WHAT TO WORK ON. For this exercise, please reproduce the records below word for word, from the first line through the line with "target) size pair.".

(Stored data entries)
..........

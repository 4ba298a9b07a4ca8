//! Reconciles a feature map with the spatial size and width of another level.

use crate::{
    batch_norm::{BatchNorm, BatchNormInit},
    common::*,
    pool_2d::{PoolKind, SamePool2D},
};

/// The spatial axes of a resampling request move in opposite directions.
#[derive(Debug, Clone, Copy, PartialEq, Eq, thiserror::Error)]
#[error(
    "incompatible resampling: feature {height}x{width}, target {target_height}x{target_width}"
)]
pub struct ShapeMismatch {
    pub height: i64,
    pub width: i64,
    pub target_height: i64,
    pub target_width: i64,
}

/// The spatial operation chosen for a (source, target) size pair.
#[derive(Debug, Clone, Copy, PartialEq, Eq, Hash)]
pub enum ResamplePlan {
    Downsample { stride: [i64; 2] },
    Upsample,
    Identity,
}

impl ResamplePlan {
    pub fn new(
        height: i64,
        width: i64,
        target_height: i64,
        target_width: i64,
    ) -> Result<Self, ShapeMismatch> {
        let plan = if height > target_height && width > target_width {
            let stride_h = (height - 1) / target_height + 1;
            let stride_w = (width - 1) / target_width + 1;
            Self::Downsample {
                stride: [stride_h, stride_w],
            }
        } else if height <= target_height && width <= target_width {
            if height < target_height || width < target_width {
                Self::Upsample
            } else {
                Self::Identity
            }
        } else {
            return Err(ShapeMismatch {
                height,
                width,
                target_height,
                target_width,
            });
        };
        Ok(plan)
    }
}

/// The target size used when no reference level exists: halve each axis, rounding up.
pub fn default_downsample_size(height: i64, width: i64) -> (i64, i64) {
    ((height + 1) / 2, (width + 1) / 2)
}

#[derive(Debug, Clone)]
pub struct Resample2DInit {
    pub in_c: usize,
    pub out_c: usize,
    pub apply_bn: bool,
    /// Project channels after pooling instead of before when downsampling.
    pub conv_after_downsample: bool,
    pub pool_kind: PoolKind,
    pub batch_norm: BatchNormInit,
}

impl Resample2DInit {
    pub fn new(in_c: usize, out_c: usize) -> Self {
        Self {
            in_c,
            out_c,
            apply_bn: true,
            conv_after_downsample: false,
            pool_kind: PoolKind::Max,
            batch_norm: Default::default(),
        }
    }

    pub fn build<'p, P>(self, path: P) -> Result<Resample2D>
    where
        P: Borrow<nn::Path<'p>>,
    {
        let path = path.borrow();
        let Self {
            in_c,
            out_c,
            apply_bn,
            conv_after_downsample,
            pool_kind,
            batch_norm,
        } = self;
        ensure!(
            in_c > 0 && out_c > 0,
            "channel counts must be positive, but get {} -> {}",
            in_c,
            out_c
        );

        // the 1x1 projection exists only when the width changes
        let projection = (in_c != out_c).then(|| {
            let conv = nn::conv2d(
                path / "conv2d",
                in_c as i64,
                out_c as i64,
                1,
                Default::default(),
            );
            let bn = apply_bn.then(|| batch_norm.build(path / "bn", out_c));
            Projection { conv, bn }
        });
        debug!(
            "resampler {} -> {} channels, projection: {}, conv_after_downsample: {}",
            in_c,
            out_c,
            projection.is_some(),
            conv_after_downsample
        );

        Ok(Resample2D {
            in_c: in_c as i64,
            out_c: out_c as i64,
            projection,
            conv_after_downsample,
            pool_kind,
        })
    }
}

#[derive(Debug)]
struct Projection {
    conv: nn::Conv2D,
    bn: Option<BatchNorm>,
}

impl nn::ModuleT for Projection {
    fn forward_t(&self, xs: &Tensor, train: bool) -> Tensor {
        let xs = xs.apply(&self.conv);
        match &self.bn {
            Some(bn) => bn.forward_t(&xs, train),
            None => xs,
        }
    }
}

#[derive(Debug)]
pub struct Resample2D {
    in_c: i64,
    out_c: i64,
    projection: Option<Projection>,
    conv_after_downsample: bool,
    pool_kind: PoolKind,
}

impl Resample2D {
    pub fn out_channels(&self) -> i64 {
        self.out_c
    }

    pub fn has_projection(&self) -> bool {
        self.projection.is_some()
    }

    /// Resamples `xs` to `target` (height, width), or to half its size when
    /// `target` is `None`. The output always has `out_c` channels.
    pub fn forward_t(&self, xs: &Tensor, target: Option<(i64, i64)>, train: bool) -> Result<Tensor> {
        let Self {
            in_c,
            conv_after_downsample,
            pool_kind,
            ..
        } = *self;
        let (_b, c, height, width) = xs.size4()?;
        ensure!(
            c == in_c,
            "expect {} input channels, but get {}",
            in_c,
            c
        );
        let (target_height, target_width) =
            target.unwrap_or_else(|| default_downsample_size(height, width));
        let plan = ResamplePlan::new(height, width, target_height, target_width)?;

        let output = match plan {
            ResamplePlan::Downsample { stride } => {
                let pool = SamePool2D::new(
                    pool_kind,
                    [stride[0] as usize + 1, stride[1] as usize + 1],
                    [stride[0] as usize, stride[1] as usize],
                )?;
                if conv_after_downsample {
                    let xs = pool.forward(xs)?;
                    self.project(&xs, train)
                } else {
                    let xs = self.project(xs, train);
                    pool.forward(&xs)?
                }
            }
            ResamplePlan::Upsample => {
                let xs = self.project(xs, train);
                // nearest resize runs in full precision
                let kind = xs.kind();
                xs.f_to_kind(Kind::Float)?
                    .f_upsample_nearest2d(&[target_height, target_width], None, None)?
                    .f_to_kind(kind)?
            }
            ResamplePlan::Identity => self.project(xs, train),
        };

        Ok(output)
    }

    fn project(&self, xs: &Tensor, train: bool) -> Tensor {
        match &self.projection {
            Some(projection) => projection.forward_t(xs, train),
            None => xs.shallow_clone(),
        }
    }
}

#[cfg(test)]
mod tests {
    use super::*;
    use tch::kind::FLOAT_CPU;

    #[test]
    fn plan_decision_rule() {
        assert_eq!(
            ResamplePlan::new(64, 64, 32, 32),
            Ok(ResamplePlan::Downsample { stride: [2, 2] })
        );
        assert_eq!(
            ResamplePlan::new(65, 33, 16, 16),
            Ok(ResamplePlan::Downsample { stride: [5, 3] })
        );
        assert_eq!(ResamplePlan::new(16, 16, 32, 32), Ok(ResamplePlan::Upsample));
        assert_eq!(ResamplePlan::new(16, 32, 32, 32), Ok(ResamplePlan::Upsample));
        assert_eq!(ResamplePlan::new(32, 32, 32, 32), Ok(ResamplePlan::Identity));
        assert!(ResamplePlan::new(64, 16, 32, 32).is_err());
        // one axis equal and the other shrinking is not a downsample
        assert!(ResamplePlan::new(32, 64, 32, 32).is_err());
    }

    #[test]
    fn identity_when_shapes_match() -> Result<()> {
        let vs = nn::VarStore::new(Device::Cpu);
        let resample = Resample2DInit::new(16, 16).build(&vs.root())?;
        assert!(!resample.has_projection());
        assert!(vs.trainable_variables().is_empty());

        let input = Tensor::randn(&[2, 16, 12, 10], FLOAT_CPU);
        let output = resample.forward_t(&input, Some((12, 10)), true)?;
        assert!(output.equal(&input));
        Ok(())
    }

    #[test]
    fn output_matches_target_shape() -> Result<()> {
        let vs = nn::VarStore::new(Device::Cpu);
        let root = vs.root();
        let cases = [
            // (input hw, target hw)
            ((64, 64), (32, 32)),
            ((64, 64), (8, 8)),
            ((33, 17), (17, 9)),
            ((8, 8), (64, 64)),
            ((8, 4), (16, 16)),
            ((20, 20), (20, 20)),
        ];

        for (index, ((h, w), (th, tw))) in cases.into_iter().enumerate() {
            for conv_after_downsample in [false, true] {
                for pool_kind in [PoolKind::Max, PoolKind::Avg] {
                    let resample = Resample2DInit {
                        conv_after_downsample,
                        pool_kind,
                        ..Resample2DInit::new(40, 64)
                    }
                    .build(&root / format!("resample_{}_{}_{:?}", index, conv_after_downsample, pool_kind))?;
                    let input = Tensor::randn(&[1, 40, h, w], FLOAT_CPU);
                    let output = resample.forward_t(&input, Some((th, tw)), false)?;
                    assert_eq!(output.size(), vec![1, 64, th, tw]);
                }
            }
        }
        Ok(())
    }

    #[test]
    fn downsample_projection_order() -> Result<()> {
        let vs = nn::VarStore::new(Device::Cpu);
        let mut resample = Resample2DInit::new(4, 8).build(&vs.root())?;
        let pool = SamePool2D::new(PoolKind::Max, [3, 3], [2, 2])?;
        let input = Tensor::randn(&[1, 4, 8, 8], FLOAT_CPU);

        let project_first = resample.forward_t(&input, Some((4, 4)), false)?;
        let expect = pool.forward(&resample.project(&input, false))?;
        assert!(project_first.allclose(&expect, 1e-5, 1e-6, false));

        resample.conv_after_downsample = true;
        let pool_first = resample.forward_t(&input, Some((4, 4)), false)?;
        let expect = resample.project(&pool.forward(&input)?, false);
        assert!(pool_first.allclose(&expect, 1e-5, 1e-6, false));

        assert!(!project_first.allclose(&pool_first, 1e-5, 1e-6, false));
        Ok(())
    }

    #[test]
    fn default_target_halves_size() -> Result<()> {
        let vs = nn::VarStore::new(Device::Cpu);
        let resample = Resample2DInit::new(8, 4).build(&vs.root())?;
        let output = resample.forward_t(&Tensor::randn(&[1, 8, 15, 16], FLOAT_CPU), None, false)?;
        assert_eq!(output.size(), vec![1, 4, 8, 8]);
        Ok(())
    }

    #[test]
    fn mixed_direction_is_shape_mismatch() -> Result<()> {
        let vs = nn::VarStore::new(Device::Cpu);
        let resample = Resample2DInit::new(8, 8).build(&vs.root())?;
        let err = resample
            .forward_t(&Tensor::randn(&[1, 8, 32, 8], FLOAT_CPU), Some((16, 16)), false)
            .unwrap_err();
        let mismatch = err.downcast_ref::<ShapeMismatch>().unwrap();
        assert_eq!(mismatch.height, 32);
        assert_eq!(mismatch.target_width, 16);
        Ok(())
    }

    #[test]
    fn wrong_input_width_is_rejected() -> Result<()> {
        let vs = nn::VarStore::new(Device::Cpu);
        let resample = Resample2DInit::new(8, 16).build(&vs.root())?;
        assert!(resample
            .forward_t(&Tensor::randn(&[1, 4, 8, 8], FLOAT_CPU), None, false)
            .is_err());
        Ok(())
    }

    #[test]
    fn nearest_upsample_repeats_cells() -> Result<()> {
        let vs = nn::VarStore::new(Device::Cpu);
        let resample = Resample2DInit::new(1, 1).build(&vs.root())?;
        let input = Tensor::of_slice(&[1.0f32, 2.0, 3.0, 4.0]).view([1, 1, 2, 2]);
        let output = resample.forward_t(&input, Some((4, 4)), false)?;
        let expect = Tensor::of_slice(&[
            1.0f32, 1.0, 2.0, 2.0, //
            1.0, 1.0, 2.0, 2.0, //
            3.0, 3.0, 4.0, 4.0, //
            3.0, 3.0, 4.0, 4.0,
        ])
        .view([1, 1, 4, 4]);
        assert!(output.equal(&expect));
        Ok(())
    }
}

..........

SOLUTION FOR THIS PROBLEM.
repository 4ba298a9b07a4ca8
//! Reconciles a feature map with the spatial size and width of another level.

use crate::{
    batch_norm::{BatchNorm, BatchNormInit},
    common::*,
    pool_2d::{PoolKind, SamePool2D},
};

/// The spatial axes of a resampling request move in opposite directions.
#[derive(Debug, Clone, Copy, PartialEq, Eq, thiserror::Error)]
#[error(
    "incompatible resampling: feature {height}x{width}, target {target_height}x{target_width}"
)]
pub struct ShapeMismatch {
    pub height: i64,
    pub width: i64,
    pub target_height: i64,
    pub target_width: i64,
}

/// The spatial operation chosen for a (source, target) size pair.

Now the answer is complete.